Bonus: Check out this article, ‘Can Ecological Agriculture Feed Nine Billion People?‘ (If you can’t be arsed reading the whole thing, the answer’s yes.)

3 Comments

  1. Neil says:

    Nice one Jack. Brian Wynne is a big figure on my uni course, is good to see him take a stand.

    Neil

  2. 4ndy says:

    I was disgusted when I read about this: (http://www.guardian.co.uk/environment/2010/mar/03/eu-approves-gm-food-potato) a while back, as one of the few useful and sensible things the EU ever did was to ban most GM produce and dodgy agricultural chemicals. For a while this problem just used to be away in America, where they had the EPA doing exactly what those scientists described the FSA as doing, but now the lobbyists are bringing their horrible abortion of science even closer to home, with a potato species and 3 types of corn that now may be legally grown in the EU.

    Also, the problem isn’t just with Monsanto et al extorting money out of farmers, trying to legislate against the good parts of nature, patent what they didn’t create, and the risk of strange cancers or other ilnesses developing from the unstable gene structure in some of these strains, but also the risk of the actual pesticides, fungicides and weedkillers that they spray on these crops soaking into the food and straight-up poisoning people.
    Some of the sick corporations are even eager to spread crops that have genes to make them create their own pesticides, so that it doesn’t need to be sprayed, which not only puts the consumer’s health at risk, but creates the extreme risk of spreading into wild crops and destroying the natural ecosystems remaining in the world.

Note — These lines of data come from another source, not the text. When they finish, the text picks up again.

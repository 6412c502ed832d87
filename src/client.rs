use crate::{
    environment::{ClientContext, ClientEvent, Subscription, Visibility},
    policy::{Action, presence_check},
};

/// ClientGuard
///
/// Watches a mounted subtree for its credential disappearing after the page has
/// loaded: storage cleared in another tab, or a token that expired while the tab
/// was hidden. Only presence matters here; which roles may see the subtree is the
/// [`RoleGate`](crate::gate::RoleGate)'s business.
pub struct ClientGuard;

impl ClientGuard {
    /// mount
    ///
    /// Checks immediately, then keeps checking whenever the tab becomes visible or
    /// the credential's storage entry changes, until the returned guard is
    /// unmounted.
    pub fn mount(ctx: ClientContext) -> MountedClientGuard {
        check(&ctx);

        let watched = ctx.clone();
        let on_visible = ctx.events.subscribe(move |event| {
            if *event == ClientEvent::VisibilityChanged(Visibility::Visible) {
                check(&watched);
            }
        });

        let watched = ctx.clone();
        let on_storage = ctx.events.subscribe(move |event| {
            if watched.touches_credential(event) {
                check(&watched);
            }
        });

        tracing::debug!(path = %ctx.navigator.current_path(), "client guard mounted");

        MountedClientGuard {
            ctx,
            _subscriptions: [on_visible, on_storage],
        }
    }
}

/// MountedClientGuard
///
/// Lives exactly as long as the guarded subtree. Dropping it deregisters both
/// listeners before `drop` returns.
pub struct MountedClientGuard {
    ctx: ClientContext,
    _subscriptions: [Subscription; 2],
}

impl MountedClientGuard {
    /// Re-runs the check after the subtree's route changed.
    pub fn route_changed(&self) {
        check(&self.ctx);
    }

    pub fn unmount(self) {
        tracing::debug!("client guard unmounted");
    }
}

fn check(ctx: &ClientContext) {
    let current = ctx.navigator.current_path();
    let credential = ctx.credential();

    if let Action::RedirectTo(target) = presence_check(credential.as_deref(), &current) {
        tracing::info!(path = %current, %target, "credential gone, leaving guarded page");
        ctx.navigator.replace(&target);
    }
}
use axum::{
    Json,
    extract::{Query, State},
};
use axum_extra::extract::CookieJar;

use crate::{
    AppConfig,
    edge,
    models::{AreaLanding, EvaluateQuery, EvaluationResponse},
    policy::{Area, GuardState},
};

// --- Handlers ---

/// evaluate_navigation
///
/// [Public Route] Returns the edge decision for `path`, using the credential cookie
/// sent with this request. Never redirects itself.
#[utoipa::path(
    get,
    path = "/guard/evaluate",
    params(EvaluateQuery),
    responses((status = 200, description = "Edge decision", body = EvaluationResponse))
)]
pub async fn evaluate_navigation(
    State(config): State<AppConfig>,
    jar: CookieJar,
    Query(query): Query<EvaluateQuery>,
) -> Json<EvaluationResponse> {
    let token = jar.get(&config.token_cookie).map(|c| c.value());
    let action = edge::evaluate(&query.path, token);

    Json(EvaluationResponse::new(
        action,
        GuardState::from_credential(token),
    ))
}

/// login_page
///
/// [Public Route] The destination of every anonymous redirect.
#[utoipa::path(
    get,
    path = "/login",
    responses((status = 200, description = "Login landing", body = AreaLanding))
)]
pub async fn login_page() -> Json<AreaLanding> {
    Json(AreaLanding {
        area: "login".to_string(),
        role: None,
    })
}

/// admin_area
///
/// [Admin Area] Reached only with an `admin` credential.
#[utoipa::path(
    get,
    path = "/admin",
    responses(
        (status = 200, description = "Admin area", body = AreaLanding),
        (status = 307, description = "Redirected to login or the caller's home")
    )
)]
pub async fn admin_area(State(config): State<AppConfig>, jar: CookieJar) -> Json<AreaLanding> {
    landing(Area::Admin, &config, &jar)
}

/// office_admin_area
///
/// [Office Admin Area] Reached only with an `officeAdmin` credential.
#[utoipa::path(
    get,
    path = "/office-admin",
    responses(
        (status = 200, description = "Office admin area", body = AreaLanding),
        (status = 307, description = "Redirected to login or the caller's home")
    )
)]
pub async fn office_admin_area(
    State(config): State<AppConfig>,
    jar: CookieJar,
) -> Json<AreaLanding> {
    landing(Area::OfficeAdmin, &config, &jar)
}

/// showroom_area
///
/// [Showroom Area] Reached only with a `showroom` credential.
#[utoipa::path(
    get,
    path = "/showroom-account",
    responses(
        (status = 200, description = "Showroom account area", body = AreaLanding),
        (status = 307, description = "Redirected to login or the caller's home")
    )
)]
pub async fn showroom_area(State(config): State<AppConfig>, jar: CookieJar) -> Json<AreaLanding> {
    landing(Area::ShowroomAccount, &config, &jar)
}

fn landing(area: Area, config: &AppConfig, jar: &CookieJar) -> Json<AreaLanding> {
    let token = jar.get(&config.token_cookie).map(|c| c.value());
    let role = GuardState::from_credential(token).role();

    Json(AreaLanding {
        area: area.prefix().trim_start_matches('/').to_string(),
        role: role.map(|r| r.as_str().to_string()),
    })
}
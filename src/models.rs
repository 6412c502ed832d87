use serde::{Deserialize, Serialize};
use ts_rs::TS;
use utoipa::ToSchema;

use crate::policy::{Action, GuardState};

// --- Wire Schemas (exported to the front-end as TypeScript) ---

/// ActionKind
///
/// Whether a navigation may proceed.
#[derive(Debug, Clone, Copy, PartialEq, Eq, Serialize, Deserialize, TS, ToSchema)]
#[serde(rename_all = "snake_case")]
#[ts(export)]
pub enum ActionKind {
    Continue,
    Redirect,
}

/// EvaluationResponse
///
/// The edge decision for one path, as returned by `GET /guard/evaluate`. Lets an
/// out-of-process edge consult the exact policy the in-process guard applies.
#[derive(Debug, Clone, PartialEq, Eq, Serialize, Deserialize, TS, ToSchema)]
#[ts(export)]
pub struct EvaluationResponse {
    pub action: ActionKind,
    // Redirect target; absent when the navigation continues.
    pub location: Option<String>,
    // "anonymous", "authenticated" or "unknown_role".
    pub state: String,
    // Canonical role, when the credential carries one.
    pub role: Option<String>,
}

impl EvaluationResponse {
    pub fn new(action: Action, state: GuardState) -> Self {
        let (action, location) = match action {
            Action::Continue => (ActionKind::Continue, None),
            Action::RedirectTo(target) => (ActionKind::Redirect, Some(target)),
        };

        Self {
            action,
            location,
            state: state.label().to_string(),
            role: state.role().map(|r| r.as_str().to_string()),
        }
    }
}

/// AreaLanding
///
/// What an area route answers once every guard has let the caller in. Page
/// rendering happens elsewhere; this only confirms the pass-through.
#[derive(Debug, Clone, PartialEq, Eq, Serialize, Deserialize, TS, ToSchema)]
#[ts(export)]
pub struct AreaLanding {
    pub area: String,
    pub role: Option<String>,
}

/// Query parameters for `GET /guard/evaluate`.
#[derive(Debug, Deserialize, utoipa::IntoParams)]
pub struct EvaluateQuery {
    /// The path the client is about to navigate to.
    pub path: String,
}
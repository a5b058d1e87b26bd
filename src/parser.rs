//! C2 — the tool-output parser contract and the command-pattern matcher
//! workflow delegation (§4.5) uses to pick a leaf parser for a step.

use crate::model::ValidationEvent;

/// Priority bands from spec.md §4.2, kept as named constants so individual
/// parsers pick a band instead of a magic number.
pub mod priority {
    pub const VERY_HIGH: i32 = 150;
    pub const HIGH: i32 = 80;
    pub const MEDIUM: i32 = 50;
    pub const LOW: i32 = 20;
}

/// Placeholder for host context a parser may need (e.g. to call back into
/// the SQL engine for an external reader). No bundled parser requires it
/// today; `requires_context`/`parse_with_context` exist so an out-of-tree
/// parser can opt in without changing the trait.
#[derive(Debug, Default)]
pub struct ParseContext;

/// A literal or SQL-LIKE command pattern a workflow step's command string
/// is matched against to select a delegated tool parser.
#[derive(Debug, Clone)]
pub enum CommandPattern {
    Literal(String),
    /// `%` is a wildcard matching any run of characters, same semantics as
    /// SQL `LIKE`.
    Like(String),
}

impl CommandPattern {
    pub fn matches(&self, command: &str) -> bool {
        match self {
            CommandPattern::Literal(s) => s == command,
            CommandPattern::Like(pattern) => like_match(pattern, command),
        }
    }
}

/// Minimal SQL-LIKE matcher supporting only `%` (spec.md does not ask for
/// `_` single-char wildcards in command patterns, so it is not modeled).
fn like_match(pattern: &str, text: &str) -> bool {
    let parts: Vec<&str> = pattern.split('%').collect();
    if parts.len() == 1 {
        return pattern == text;
    }
    let mut rest = text;
    for (i, part) in parts.iter().enumerate() {
        if part.is_empty() {
            continue;
        }
        if i == 0 {
            if !rest.starts_with(part) {
                return false;
            }
            rest = &rest[part.len()..];
        } else if i == parts.len() - 1 {
            return rest.ends_with(part);
        } else {
            match rest.find(part) {
                Some(pos) => rest = &rest[pos + part.len()..],
                None => return false,
            }
        }
    }
    true
}

/// Contract every tool-output parser implements (spec.md §4.2).
pub trait ToolParser: Send + Sync {
    /// Fast heuristic: cheap substring scans or a tiny regex. False
    /// positives are resolved by priority order or by `parse` simply
    /// returning nothing useful; false negatives cause the format to be
    /// missed entirely, so err toward permissive.
    fn can_parse(&self, content: &str) -> bool;

    /// Full parse. Must not panic on malformed input — partial/corrupt
    /// records are skipped, not raised (spec.md §4.4's failure policy).
    fn parse(&self, content: &str) -> Vec<ValidationEvent>;

    /// Hook for parsers needing host context. Default just calls `parse`.
    fn parse_with_context(&self, _ctx: &ParseContext, content: &str) -> Vec<ValidationEvent> {
        self.parse(content)
    }

    fn requires_context(&self) -> bool {
        false
    }

    fn format_name(&self) -> &'static str;
    fn name(&self) -> &'static str;
    fn category(&self) -> &'static str;
    fn priority(&self) -> i32;

    /// Literal/wildcard command strings that select this parser during
    /// workflow delegation (spec.md §4.5). Most parsers have none.
    fn command_patterns(&self) -> Vec<CommandPattern> {
        Vec::new()
    }
}

#[cfg(test)]
mod tests {
    use super::*;

    #[test]
    fn like_match_handles_leading_trailing_and_middle_wildcards() {
        let p = CommandPattern::Like("eslint%--format=json%".to_string());
        assert!(p.matches("eslint --format=json src/"));
        assert!(!p.matches("ruff --format=json src/"));

        let p2 = CommandPattern::Like("%pytest%".to_string());
        assert!(p2.matches("python -m pytest tests/"));

        let p3 = CommandPattern::Literal("cargo test".to_string());
        assert!(p3.matches("cargo test"));
        assert!(!p3.matches("cargo test --release"));
    }
}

    I’m glad you found that article on ecological agriculture, because I hate constantly hearing the fallacious claim that the world is ‘overpopulated’, when we produce more food than is necessary to feed the world population while not having enough money for them to pay for it all, yet the carrying capacity of the earth is always dependent on the efficiency of technology.
    If we were to use the technology that we have today intelligently, i.e. combining ideas like hydroponics and permaculture, without the logistical inefficiencies, product inferiority and duplicity caused by competition, then we could easily support 10 billion happy human beings while slowly reversing the damage that we have done to the earth.